Engineering Phosphofructokinase-deficient Escherichia coli for Improved Production of 3-Hydroxypropic Acid

Abstract

3-Hydroxypropionic acid (3HP) is a valuable platform chemical. In parallel with concerns about global climate change, it is highly desirable to bio-synthesize such valuable compound from affordable and renewable lignocellulosic feedstock. Among 3HP biosynthesis pathways from glucose, one via malonyl-CoA takes advantage of no consumption of ATP, short pathway length, and thermodynamic feasibility. Conversion from a malonyl-CoA to a 3HP requires two NADPH, thus regeneration of NADPH is one of key factors for efficient 3HP production. A list of the strategies for the issue include utilizing Embden-Meyerhof-Parnas pathway disrupted Escherichia coli mutants (e.g. ΔpfkA or Δpgi mutant). Their glycolytic flux is redirected to pentose phosphate pathway (PPP) where 2 moles of NADPH are produced per mole of glucose.

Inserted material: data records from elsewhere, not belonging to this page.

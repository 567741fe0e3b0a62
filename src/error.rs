use std::fmt::Debug;
use std::io;

use thiserror::Error;

#[derive(Error)]
pub enum DexKitError {
    #[error("File not found: {path}: {source}")]
    FileNotFound { path: String, source: io::Error },

    #[error("No usable dex image: {0}")]
    InvalidImage(String),

    #[error("Archive {path} contains no classes*.dex entries")]
    EmptyArchive { path: String },

    #[error("Empty or truncated dex file")]
    TruncatedFile,

    #[error("Bad file magic: {magic:?}")]
    BadFileMagic { magic: [u8; 8] },

    #[error("Unknown dex version: {version:?}")]
    UnknownDexVersion { version: [u8; 4] },

    #[error("Index({index}) to {item_ty} should be less than {max}")]
    DexIndexError {
        index: u32,
        max: usize,
        item_ty: &'static str,
    },

    #[error("Bad checksum: {actual:#010x}, expected {expected:#010x}")]
    BadChecksum { actual: u32, expected: u32 },

    #[error("Bad string data at offset {0}: missing terminating null byte")]
    BadStringData(usize),

    #[error("{0}")]
    Mutf8DecodeError(#[from] std::string::FromUtf16Error),

    #[error("Bad uleb128 at offset {offset}: {reason}")]
    BadVarInt {
        offset: usize,
        reason: &'static str,
    },

    #[error("Malformed {section} at offset {offset}: {reason}")]
    ParseError {
        section: &'static str,
        offset: usize,
        reason: String,
    },

    #[error("Malformed query: {0}")]
    QueryMalformed(String),

    #[error("Dex {dex} is unavailable: {reason}")]
    IndexUnavailable { dex: u16, reason: String },

    #[error("{0}")]
    IO(#[from] io::Error),

    #[error("{0}")]
    Zip(#[from] zip::result::ZipError),
}

/// Shorthand for `Err(DexKitError::Variant { .. })` in the common shapes.
#[macro_export]
macro_rules! dex_err {
    ($name:ident) => {
        Err($crate::error::DexKitError::$name)
    };
    ($name:ident { $($arg:tt)* }) => {
        Err($crate::error::DexKitError::$name { $($arg)* })
    };
    ($name:ident, $arg1:literal) => {
        Err($crate::error::DexKitError::$name(format!($arg1)))
    };
    ($name:ident, $arg1:literal, $($arg:tt)*) => {
        Err($crate::error::DexKitError::$name(format!($arg1, $($arg)*)))
    };
    ($name:ident, $($arg:tt)*) => {
        Err($crate::error::DexKitError::$name($($arg)*))
    };
}

impl DexKitError {
    /// True for errors caused by malformed image content. Parse-level
    /// errors mark the owning image unusable; everything else (bad ids,
    /// malformed queries, I/O) surfaces to the caller untouched.
    pub fn is_parse_error(&self) -> bool {
        matches!(
            self,
            DexKitError::TruncatedFile
                | DexKitError::BadFileMagic { .. }
                | DexKitError::UnknownDexVersion { .. }
                | DexKitError::BadChecksum { .. }
                | DexKitError::BadStringData(_)
                | DexKitError::Mutf8DecodeError(_)
                | DexKitError::BadVarInt { .. }
                | DexKitError::ParseError { .. }
        )
    }
}

impl Debug for DexKitError {
    fn fmt(&self, f: &mut std::fmt::Formatter<'_>) -> std::fmt::Result {
        write!(f, "{}", self)
    }
}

Especially mutant with no phosphofructokinase activity (i.e. ΔpfkA ΔpfkB) is a potent NADPH regenerator as theoretically 12 moles of NADPH can be generated per mole of glucose by partial cyclization of PPP. However, these mutants showed significant reduced growth rate. Here, we engineered the phosphofructokinase-deficient mutant to overcome severe growth defect so that we can exploit its potential regarding increased NADPH availability and the resulting mutant was applied to 3HP biosynthesis.